(WORK ITEM):
Say how many of the lines below include the word "Some", and write nothing else.

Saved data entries
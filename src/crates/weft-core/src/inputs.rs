//! Input classification and cycle entry analysis.
//!
//! At build time every graph is analyzed once:
//!
//! - parameters no node produces are **external** — required when any
//!   consumer lacks a default, optional when every consumer has one
//! - strongly connected components of the data-edge subgraph locate cycles;
//!   a parameter produced and consumed inside the same cycle is a **seed**,
//!   which the caller supplies to break the cycle on the first pass
//! - each cycle's **entry candidates** are its non-gate members together
//!   with the seed parameters they would need; the runner checks per run
//!   that exactly one candidate parameter set is satisfiable
//!
//! Control edges never participate here: a gate pointing back into a cycle
//! does not make its inputs seeds.

use crate::graph::{Edge, EdgeKind};
use crate::node::Node;
use std::collections::{HashMap, HashSet};

/// External-input classification of a graph, as reported by
/// [`Graph::input_spec`](crate::graph::Graph::input_spec).
#[derive(Debug, Clone, Default, PartialEq, Eq)]
pub struct InputSpec {
    /// Must be supplied by the caller every run.
    pub required: Vec<String>,
    /// Consumed but defaulted everywhere; the caller may override.
    pub optional: Vec<String>,
    /// Produced inside a cycle; supplied once to break the cycle.
    pub seeds: Vec<String>,
    /// Already satisfied by [`Graph::bind`](crate::graph::Graph::bind) on
    /// this view.
    pub bound: Vec<String>,
}

/// One node a run could start a cycle from.
#[derive(Debug, Clone, PartialEq, Eq)]
pub struct EntryCandidate {
    /// Candidate node name.
    pub node: String,
    /// Inputs this node consumes that are produced within its own cycle;
    /// sorted. These must come from the caller (or defaults) to start.
    pub seed_params: Vec<String>,
}

/// One cycle (strongly connected component with a back edge).
#[derive(Debug, Clone)]
pub struct CycleInfo {
    /// Member node names, in declaration order.
    pub nodes: Vec<String>,
    /// Non-gate members as potential entry points.
    pub entries: Vec<EntryCandidate>,
}

/// Build-time analysis shared by every view of a graph.
#[derive(Debug, Clone)]
pub struct InputAnalysis {
    /// Structural classification; `bound` is always empty here.
    pub spec: InputSpec,
    /// Every cycle found in the data-edge subgraph.
    pub cycles: Vec<CycleInfo>,
}

pub(crate) fn analyze_inputs(
    nodes: &HashMap<String, Node>,
    order: &[String],
    edges: &[Edge],
    producers: &HashMap<String, Vec<String>>,
    _controlling_gates: &HashMap<String, Vec<String>>,
) -> InputAnalysis {
    let sccs = cyclic_components(order, edges);

    // value -> cycles it seeds; computed from data edges internal to a cycle
    let mut seed_set: HashSet<String> = HashSet::new();
    let mut cycles = Vec::with_capacity(sccs.len());
    for members in &sccs {
        let member_set: HashSet<&str> = members.iter().map(String::as_str).collect();
        let mut entries = Vec::new();
        for name in members {
            let node = &nodes[name];
            let mut seed_params: Vec<String> = node
                .inputs()
                .iter()
                .filter(|input| {
                    producers
                        .get(*input)
                        .map_or(false, |ps| ps.iter().any(|p| member_set.contains(p.as_str())))
                })
                .cloned()
                .collect();
            seed_params.sort();
            seed_params.dedup();
            seed_set.extend(seed_params.iter().cloned());
            if !node.is_gate() {
                entries.push(EntryCandidate {
                    node: name.clone(),
                    seed_params,
                });
            }
        }
        cycles.push(CycleInfo {
            nodes: members.clone(),
            entries,
        });
    }

    // external params: consumed but never produced
    let mut required: Vec<String> = Vec::new();
    let mut optional: Vec<String> = Vec::new();
    let mut seen: HashSet<&str> = HashSet::new();
    let mut defaulted_everywhere: HashMap<&str, bool> = HashMap::new();
    for name in order {
        let node = &nodes[name];
        for input in node.inputs() {
            if producers.contains_key(input) {
                continue;
            }
            let entry = defaulted_everywhere.entry(input).or_insert(true);
            *entry = *entry && node.has_default(input);
            seen.insert(input);
        }
    }
    for input in seen {
        if defaulted_everywhere[input] {
            optional.push(input.to_string());
        } else {
            required.push(input.to_string());
        }
    }
    required.sort();
    optional.sort();
    let mut seeds: Vec<String> = seed_set.into_iter().collect();
    seeds.sort();

    InputAnalysis {
        spec: InputSpec {
            required,
            optional,
            seeds,
            bound: Vec::new(),
        },
        cycles,
    }
}

/// Strongly connected components of the data-edge subgraph that actually
/// contain a cycle: size above one, or a single node with a self edge.
/// Members come back in declaration order.
fn cyclic_components(order: &[String], edges: &[Edge]) -> Vec<Vec<String>> {
    let index_of: HashMap<&str, usize> = order
        .iter()
        .enumerate()
        .map(|(i, n)| (n.as_str(), i))
        .collect();
    let mut adjacency: Vec<Vec<usize>> = vec![Vec::new(); order.len()];
    let mut self_edge = vec![false; order.len()];
    for edge in edges {
        if !matches!(edge.kind, EdgeKind::Data(_)) {
            continue;
        }
        let (s, t) = (index_of[edge.source.as_str()], index_of[edge.target.as_str()]);
        if s == t {
            self_edge[s] = true;
        }
        adjacency[s].push(t);
    }

    let mut tarjan = Tarjan {
        adjacency: &adjacency,
        index: vec![None; order.len()],
        lowlink: vec![0; order.len()],
        on_stack: vec![false; order.len()],
        stack: Vec::new(),
        next_index: 0,
        components: Vec::new(),
    };
    for v in 0..order.len() {
        if tarjan.index[v].is_none() {
            tarjan.visit(v);
        }
    }

    let mut result = Vec::new();
    for component in tarjan.components {
        if component.len() > 1 || self_edge[component[0]] {
            let mut members: Vec<usize> = component;
            members.sort();
            result.push(members.into_iter().map(|i| order[i].clone()).collect());
        }
    }
    result
}

struct Tarjan<'a> {
    adjacency: &'a [Vec<usize>],
    index: Vec<Option<usize>>,
    lowlink: Vec<usize>,
    on_stack: Vec<bool>,
    stack: Vec<usize>,
    next_index: usize,
    components: Vec<Vec<usize>>,
}

impl Tarjan<'_> {
    fn visit(&mut self, v: usize) {
        self.index[v] = Some(self.next_index);
        self.lowlink[v] = self.next_index;
        self.next_index += 1;
        self.stack.push(v);
        self.on_stack[v] = true;

        for i in 0..self.adjacency[v].len() {
            let w = self.adjacency[v][i];
            if self.index[w].is_none() {
                self.visit(w);
                self.lowlink[v] = self.lowlink[v].min(self.lowlink[w]);
            } else if self.on_stack[w] {
                self.lowlink[v] = self.lowlink[v].min(self.index[w].unwrap_or(0));
            }
        }

        if Some(self.lowlink[v]) == self.index[v] {
            let mut component = Vec::new();
            while let Some(w) = self.stack.pop() {
                self.on_stack[w] = false;
                component.push(w);
                if w == v {
                    break;
                }
            }
            self.components.push(component);
        }
    }
}

/// Closest candidate under a small edit-distance budget, for "did you mean"
/// hints on missing inputs.
pub(crate) fn suggest<'a>(name: &str, candidates: impl Iterator<Item = &'a str>) -> Option<String> {
    // at least 2 so a transposition typo (distance 2 under Levenshtein)
    // still gets a hint on short names
    let budget = (name.len() / 3).max(2).min(3);
    candidates
        .map(|c| (edit_distance(name, c), c))
        .filter(|(d, _)| *d > 0 && *d <= budget)
        .min_by_key(|(d, _)| *d)
        .map(|(_, c)| c.to_string())
}

fn edit_distance(a: &str, b: &str) -> usize {
    let a: Vec<char> = a.chars().collect();
    let b: Vec<char> = b.chars().collect();
    let mut previous: Vec<usize> = (0..=b.len()).collect();
    let mut current = vec![0; b.len() + 1];
    for (i, ca) in a.iter().enumerate() {
        current[0] = i + 1;
        for (j, cb) in b.iter().enumerate() {
            let substitution = previous[j] + usize::from(ca != cb);
            current[j + 1] = substitution.min(previous[j + 1] + 1).min(current[j] + 1);
        }
        std::mem::swap(&mut previous, &mut current);
    }
    previous[b.len()]
}

#[cfg(test)]
mod tests {
    use super::*;
    use crate::graph::Graph;
    use crate::node::{FunctionNode, IfElseNode, Node, END};
    use serde_json::json;

    fn func(name: &str, inputs: &[&str], outputs: &[&str]) -> Node {
        let mut b = FunctionNode::builder(name);
        for i in inputs {
            b = b.input(*i);
        }
        for o in outputs {
            b = b.output(*o);
        }
        b.sync(|_| Ok(json!(0))).build().unwrap()
    }

    #[test]
    fn linear_pipeline_has_one_required_input() {
        let g = Graph::builder("pipeline")
            .node(func("double", &["x"], &["y"]))
            .node(func("triple", &["y"], &["z"]))
            .build()
            .unwrap();
        let spec = g.input_spec();
        assert_eq!(spec.required, ["x"]);
        assert!(spec.optional.is_empty());
        assert!(spec.seeds.is_empty());
    }

    #[test]
    fn defaulted_external_input_is_optional() {
        let node = FunctionNode::builder("scale")
            .input("x")
            .input("factor")
            .output("y")
            .default_value("factor", json!(2))
            .sync(|_| Ok(json!(0)))
            .build()
            .unwrap();
        let g = Graph::builder("g").node(node).build().unwrap();
        let spec = g.input_spec();
        assert_eq!(spec.required, ["x"]);
        assert_eq!(spec.optional, ["factor"]);
    }

    #[test]
    fn self_loop_parameter_is_a_seed() {
        let g = Graph::builder("loop")
            .node(func("step", &["count"], &["count"]))
            .build()
            .unwrap();
        let spec = g.input_spec();
        assert_eq!(spec.seeds, ["count"]);
        assert!(spec.required.is_empty());
        let cycles = &g.analysis().cycles;
        assert_eq!(cycles.len(), 1);
        assert_eq!(
            cycles[0].entries,
            [EntryCandidate {
                node: "step".into(),
                seed_params: vec!["count".into()],
            }]
        );
    }

    #[test]
    fn two_node_cycle_seeds_both_internal_values() {
        let g = Graph::builder("pingpong")
            .node(func("ping", &["pong_value"], &["ping_value"]))
            .node(func("pong", &["ping_value"], &["pong_value"]))
            .build()
            .unwrap();
        let spec = g.input_spec();
        assert_eq!(spec.seeds, ["ping_value", "pong_value"]);
        let cycles = &g.analysis().cycles;
        assert_eq!(cycles.len(), 1);
        assert_eq!(cycles[0].nodes, ["ping", "pong"]);
        assert_eq!(cycles[0].entries.len(), 2);
    }

    #[test]
    fn gates_are_not_entry_candidates() {
        let g = Graph::builder("gated_loop")
            .node(IfElseNode::new("check", ["count"], "step", END, |i| {
                Ok(i["count"].as_i64().unwrap_or(0) < 3)
            }))
            .node(func("step", &["count"], &["count"]))
            .build()
            .unwrap();
        let cycles = &g.analysis().cycles;
        assert_eq!(cycles.len(), 1);
        let names: Vec<&str> = cycles[0].entries.iter().map(|e| e.node.as_str()).collect();
        assert_eq!(names, ["step"]);
    }

    #[test]
    fn control_edges_do_not_create_cycles() {
        // gate loops back over the pipeline via control only
        let g = Graph::builder("restart")
            .node(func("work", &["task"], &["report"]))
            .node(IfElseNode::new("retry", ["report"], "work", END, |_| Ok(false)))
            .build()
            .unwrap();
        assert!(g.analysis().cycles.is_empty());
        assert_eq!(g.input_spec().required, ["task"]);
    }

    #[test]
    fn binding_moves_a_parameter_to_bound() {
        let g = Graph::builder("pipeline")
            .node(func("double", &["x"], &["y"]))
            .build()
            .unwrap()
            .bind("x", json!(5))
            .unwrap();
        let spec = g.input_spec();
        assert!(spec.required.is_empty());
        assert_eq!(spec.bound, ["x"]);
    }

    #[test]
    fn suggestion_finds_near_miss() {
        assert_eq!(
            suggest("valeu", ["value", "count"].into_iter()),
            Some("value".to_string())
        );
        assert_eq!(suggest("zzzz", ["value", "count"].into_iter()), None);
        // exact match is not a suggestion
        assert_eq!(suggest("value", ["value"].into_iter()), None);
    }

    #[test]
    fn edit_distance_basics() {
        assert_eq!(edit_distance("kitten", "sitting"), 3);
        assert_eq!(edit_distance("", "abc"), 3);
        assert_eq!(edit_distance("same", "same"), 0);
    }
}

(RESPONSE TO THE EXERCISE):
4